È stato l’esame del Dna a incastrare un 32enne bitontino che, nell’ottobre del 2024, avrebbe commesso un furto in un’abitazione del comune in provincia di Bari utilizzando una fiamma ossidrica.
L’uomo è stato arrestato dagli agenti della Polizia di Stato in esecuzione di una richiesta di custodia cautelare in carcere emessa dal gip del tribunale di Bari su richiesta della locale Procura della Repubblica. È accusato di furto aggravato in abitazione e porto illegale di arma comune da sparo.
Stando a quanto emerso, il 32enne avrebbe “sventrato” la cassaforte presente nell’appartamento utilizzando una fiamma ossidrica. All’interno c’erano oro, contanti e una pistola con munizioni di cui il presunto ladro si sarebbe appropriato prima di darsi alla fuga.

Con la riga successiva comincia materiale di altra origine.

#![forbid(unsafe_code)]

//! The portfolio page model.
//!
//! [`PortfolioApp`] owns one controller per concern and routes every page
//! event to the controllers that care about it. Controllers never talk to
//! each other; where one decision needs another's state (the toast colour
//! needs the theme) the dispatcher passes it in.
//!
//! Timers are expressed as [`Cmd::after`] with a message that carries
//! whatever the controller needs to recognise a stale delivery: a debounce
//! ticket, a filter epoch, or a toast generation.

use std::sync::Arc;

use folio_core::debounce::DebounceTicket;
use folio_core::document::{Document, ElementId, HostAction};
use folio_core::event::{ClickEvent, Event, FormData, IntersectionEntry, KeyCode, KeyEvent, KeyEventKind};
use folio_runtime::program::{Cmd, Model};
use folio_runtime::state_persistence::StateRegistry;
use tracing::{debug, debug_span, error, info, warn};

use crate::config::PageConfig;
use crate::contact::{ContactForm, SubmitOutcome};
use crate::filter::{FilterController, FilterTimer};
use crate::layout::PageLayout;
use crate::menu::{CloseReason, MenuController};
use crate::navigation::{scroll_target, ScrollTracker};
use crate::skills::SkillAnimator;
use crate::theme::{PreferenceStore, Theme, ThemeController};
use crate::typewriter::Typewriter;
use crate::visibility::{HeroEntrance, LazyImages, VisibilityTracker};

/// Class on the body once the window has loaded.
pub const LOADED_CLASS: &str = "loaded";

/// Console greeting printed once per page load.
pub const BANNER: &str = "\
Welcome to the portfolio!
=========================

Interested in the code? Check out the repository.

Open to Machine Learning, Deep Learning, and Software Development opportunities.";

/// Page messages: raw events plus every timer the controllers schedule.
#[derive(Debug, Clone, PartialEq)]
pub enum Msg {
    Event(Event),
    TypewriterTick,
    ScrollSettled(DebounceTicket),
    ResizeSettled(DebounceTicket),
    Filter(FilterTimer),
    SkillFill(usize),
    HeroStart,
    HeroReveal(usize),
    SubmitComplete,
    ToastIn(u64),
    ToastOut(u64),
    ToastRemove(u64),
}

impl Msg {
    fn name(&self) -> &'static str {
        match self {
            Self::Event(_) => "event",
            Self::TypewriterTick => "typewriter_tick",
            Self::ScrollSettled(_) => "scroll_settled",
            Self::ResizeSettled(_) => "resize_settled",
            Self::Filter(_) => "filter",
            Self::SkillFill(_) => "skill_fill",
            Self::HeroStart => "hero_start",
            Self::HeroReveal(_) => "hero_reveal",
            Self::SubmitComplete => "submit_complete",
            Self::ToastIn(_) => "toast_in",
            Self::ToastOut(_) => "toast_out",
            Self::ToastRemove(_) => "toast_remove",
        }
    }
}

impl From<Event> for Msg {
    fn from(event: Event) -> Self {
        Self::Event(event)
    }
}

/// Schedule `(delay, payload)` pairs as timers.
fn schedule<T>(timers: Vec<(std::time::Duration, T)>, msg: impl Fn(T) -> Msg) -> Cmd<Msg> {
    Cmd::batch(
        timers
            .into_iter()
            .map(|(delay, payload)| Cmd::after(delay, msg(payload)))
            .collect(),
    )
}

/// Optional element `what`, warning when the page lacks it.
fn optional(layout: &PageLayout, id: &Option<ElementId>, what: &'static str) -> Option<ElementId> {
    match layout.require(id, what) {
        Ok(id) => Some(id.clone()),
        Err(e) => {
            warn!(error = %e, "feature disabled");
            None
        }
    }
}

/// The whole page.
#[derive(Debug)]
pub struct PortfolioApp {
    config: PageConfig,
    layout: PageLayout,
    theme: ThemeController,
    typewriter: Typewriter,
    typewriter_el: Option<ElementId>,
    scroll: ScrollTracker,
    menu: Option<MenuController>,
    filter: FilterController,
    skills: SkillAnimator,
    fade: VisibilityTracker,
    images: LazyImages,
    hero: HeroEntrance,
    contact: Option<ContactForm>,
    loaded: bool,
}

impl PortfolioApp {
    /// Build every controller from the page inventory.
    ///
    /// Missing singleton elements disable their feature with a warning.
    pub fn new(config: PageConfig, layout: PageLayout, registry: Arc<StateRegistry>) -> Self {
        let ids = &layout.ids;

        let store = PreferenceStore::open(registry, config.theme_key.clone());
        let theme = ThemeController::new(
            store,
            optional(&layout, &ids.theme_toggle, "theme toggle"),
            ids.theme_icon.clone(),
        );

        let typewriter_el = optional(&layout, &ids.typewriter, "typewriter");
        let typewriter = Typewriter::new(config.phrases.clone(), config.typewriter);

        let menu = match (
            optional(&layout, &ids.hamburger, "hamburger"),
            optional(&layout, &ids.nav_menu, "nav menu"),
        ) {
            (Some(hamburger), Some(menu)) => Some(MenuController::new(
                hamburger,
                menu,
                config.mobile_breakpoint,
                config.resize_debounce,
            )),
            _ => None,
        };

        let contact = optional(&layout, &ids.contact_form, "contact form").map(|form| {
            ContactForm::new(
                form,
                ids.submit_button.clone(),
                ids.toast.clone(),
                config.submit_label.clone(),
            )
        });

        let skills = SkillAnimator::new(
            optional(&layout, &ids.skills_section, "skills section"),
            &layout.skill_bars,
            config.skills_threshold,
            config.skill_base_delay,
            config.skill_step,
        );

        Self {
            scroll: ScrollTracker::new(&layout, &config),
            filter: FilterController::new(
                layout.filter_buttons.clone(),
                &layout.cards,
                config.filter_out,
                config.filter_in,
            ),
            fade: VisibilityTracker::new(&layout.fade_in, config.visibility_threshold),
            images: LazyImages::new(&layout.lazy_images),
            hero: HeroEntrance::new(layout.hero.clone(), config.hero_delay, config.hero_step),
            theme,
            typewriter,
            typewriter_el,
            menu,
            skills,
            contact,
            loaded: false,
            config,
            layout,
        }
    }

    pub fn config(&self) -> &PageConfig {
        &self.config
    }

    pub fn layout(&self) -> &PageLayout {
        &self.layout
    }

    pub fn theme(&self) -> Theme {
        self.theme.current()
    }

    pub fn typewriter(&self) -> &Typewriter {
        &self.typewriter
    }

    pub fn scroll(&self) -> &ScrollTracker {
        &self.scroll
    }

    pub fn menu(&self) -> Option<&MenuController> {
        self.menu.as_ref()
    }

    pub fn filter(&self) -> &FilterController {
        &self.filter
    }

    pub fn skills(&self) -> &SkillAnimator {
        &self.skills
    }

    pub fn visibility(&self) -> &VisibilityTracker {
        &self.fade
    }

    pub fn lazy_images(&self) -> &LazyImages {
        &self.images
    }

    pub fn hero(&self) -> &HeroEntrance {
        &self.hero
    }

    pub fn contact(&self) -> Option<&ContactForm> {
        self.contact.as_ref()
    }

    /// Whether the window load signal has been seen.
    pub fn is_loaded(&self) -> bool {
        self.loaded
    }

    fn on_event(&mut self, event: Event) -> Cmd<Msg> {
        match event {
            Event::Key(key) => self.on_key(key),
            Event::Click(click) => self.on_click(&click),
            Event::Scroll { y } => {
                let ticket = self.scroll.on_scroll(y);
                Cmd::after(self.scroll.debounce(), Msg::ScrollSettled(ticket))
            }
            Event::Resize { width, .. } => match &mut self.menu {
                Some(menu) => {
                    let ticket = menu.on_resize(width);
                    Cmd::after(menu.resize_debounce(), Msg::ResizeSettled(ticket))
                }
                None => Cmd::none(),
            },
            Event::Intersection(entry) => self.on_intersection(&entry),
            Event::Submit(data) => self.on_submit(&data),
            Event::Loaded => {
                self.loaded = true;
                match self.hero.on_loaded() {
                    Some(delay) => Cmd::after(delay, Msg::HeroStart),
                    None => Cmd::none(),
                }
            }
            Event::Unload => {
                info!("page unloading");
                Cmd::quit()
            }
            Event::Tick => Cmd::none(),
        }
    }

    fn on_key(&mut self, key: KeyEvent) -> Cmd<Msg> {
        if key.kind != KeyEventKind::Press {
            return Cmd::none();
        }
        match key.code {
            KeyCode::Escape => {
                if let Some(menu) = &mut self.menu {
                    menu.close(CloseReason::Escape);
                }
            }
            KeyCode::Char(_)
                if key.is_char_ignore_case('t')
                    && !key.editable_target
                    && !key.ctrl()
                    && !key.alt()
                    && self.theme.has_toggle() =>
            {
                self.theme.toggle();
            }
            _ => {}
        }
        Cmd::none()
    }

    fn on_click(&mut self, click: &ClickEvent) -> Cmd<Msg> {
        let mut cmds = Vec::new();

        if click.path().any(|id| self.theme.is_toggle(id)) {
            self.theme.toggle();
        }

        if let Some(link) = self
            .layout
            .nav_links
            .iter()
            .find(|link| click.hits(&link.id))
        {
            debug!(link = %link.id, href = %link.href, "navigation clicked");
            if let Some(menu) = &mut self.menu {
                menu.close(CloseReason::LinkClick);
            }
            match scroll_target(&self.layout, &link.href, self.config.nav_height) {
                Ok(top) => {
                    debug!(top, "scrolling to section");
                    cmds.push(Cmd::host(HostAction::ScrollTo { top, smooth: true }));
                }
                Err(e) => error!(error = %e, "navigation target missing"),
            }
        }

        let filter = click
            .path()
            .find_map(|id| self.filter.button_filter(id))
            .map(str::to_owned);
        if let Some(filter) = filter {
            let timers = self.filter.select(&filter);
            cmds.push(schedule(timers, Msg::Filter));
        }

        if let Some(menu) = &mut self.menu {
            menu.on_click(click);
        }

        Cmd::batch(cmds)
    }

    fn on_intersection(&mut self, entry: &IntersectionEntry) -> Cmd<Msg> {
        self.fade.on_intersection(entry);
        self.images.on_intersection(entry);
        if self.skills.watches(&entry.target) {
            let fills = self.skills.on_visibility(entry.ratio);
            return schedule(fills, Msg::SkillFill);
        }
        Cmd::none()
    }

    fn on_submit(&mut self, data: &FormData) -> Cmd<Msg> {
        let Some(contact) = &mut self.contact else {
            return Cmd::none();
        };
        if &data.form != contact.form() {
            debug!(form = %data.form, "submit of unmanaged form ignored");
            return Cmd::none();
        }
        match contact.submit(data) {
            SubmitOutcome::Accepted => Cmd::after(self.config.submit_latency, Msg::SubmitComplete),
            SubmitOutcome::Rejected(_) | SubmitOutcome::Ignored => Cmd::none(),
        }
    }

    fn on_submit_complete(&mut self) -> Cmd<Msg> {
        let theme = self.theme.current();
        let Some(contact) = &mut self.contact else {
            return Cmd::none();
        };
        let Some(generation) = contact.complete(theme) else {
            return Cmd::none();
        };
        let toast = self.config.toast;
        Cmd::batch(vec![
            Cmd::host(HostAction::ResetForm(contact.form().clone())),
            Cmd::after(toast.enter, Msg::ToastIn(generation)),
            Cmd::after(toast.dwell, Msg::ToastOut(generation)),
        ])
    }

    fn with_contact(&mut self, f: impl FnOnce(&mut ContactForm) -> bool) -> bool {
        self.contact.as_mut().is_some_and(f)
    }
}

impl Model for PortfolioApp {
    type Message = Msg;

    fn init(&mut self) -> Cmd<Msg> {
        info!(
            theme = %self.theme.current(),
            sections = self.layout.sections.len(),
            cards = self.layout.cards.len(),
            "page initialized"
        );
        let typewriter = if self.typewriter_el.is_some() && self.typewriter.is_enabled() {
            Cmd::after(self.typewriter.start_delay(), Msg::TypewriterTick)
        } else {
            Cmd::none()
        };
        Cmd::batch(vec![Cmd::log(BANNER), typewriter])
    }

    fn update(&mut self, msg: Msg) -> Cmd<Msg> {
        let _span = debug_span!("folio.update", msg = msg.name()).entered();
        match msg {
            Msg::Event(event) => self.on_event(event),
            Msg::TypewriterTick => {
                let next = self.typewriter.tick();
                Cmd::after(next, Msg::TypewriterTick)
            }
            Msg::ScrollSettled(ticket) => {
                self.scroll.settle(ticket);
                Cmd::none()
            }
            Msg::ResizeSettled(ticket) => {
                if let Some(menu) = &mut self.menu {
                    menu.settle_resize(ticket);
                }
                Cmd::none()
            }
            Msg::Filter(timer) => {
                self.filter.on_timer(timer);
                Cmd::none()
            }
            Msg::SkillFill(index) => {
                self.skills.fill(index);
                Cmd::none()
            }
            Msg::HeroStart => schedule(self.hero.start(), Msg::HeroReveal),
            Msg::HeroReveal(index) => {
                self.hero.reveal(index);
                Cmd::none()
            }
            Msg::SubmitComplete => self.on_submit_complete(),
            Msg::ToastIn(generation) => {
                self.with_contact(|c| c.toast_in(generation));
                Cmd::none()
            }
            Msg::ToastOut(generation) => {
                if self.with_contact(|c| c.toast_out(generation)) {
                    Cmd::after(self.config.toast.exit, Msg::ToastRemove(generation))
                } else {
                    Cmd::none()
                }
            }
            Msg::ToastRemove(generation) => {
                self.with_contact(|c| c.toast_remove(generation));
                Cmd::none()
            }
        }
    }

    fn view(&self, doc: &mut Document) {
        self.theme.view(doc);
        if let Some(el) = &self.typewriter_el {
            doc.element_mut(el).set_text(self.typewriter.text());
        }
        self.scroll.view(doc);
        if let Some(menu) = &self.menu {
            menu.view(doc);
        }
        self.filter.view(doc);
        self.skills.view(doc);
        self.fade.view(doc);
        self.images.view(doc);
        self.hero.view(doc);
        if let Some(contact) = &self.contact {
            contact.view(doc);
        }
        doc.element_mut(&self.layout.ids.body)
            .set_class(LOADED_CLASS, self.loaded);
    }
}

Sul luogo del furto fu trovato un frammento di un guanto utilizzato dal 32enne da cui, attraverso analisi di laboratorio, è stato possibile isolare un profilo di Dna compatibile con quello del 32enne, già censito nelle banche dati poiché l’uomo ha precedenti.
L’arrestato, già agli arresti domiciliari, è stato quindi trasferito nel carcere di Bari.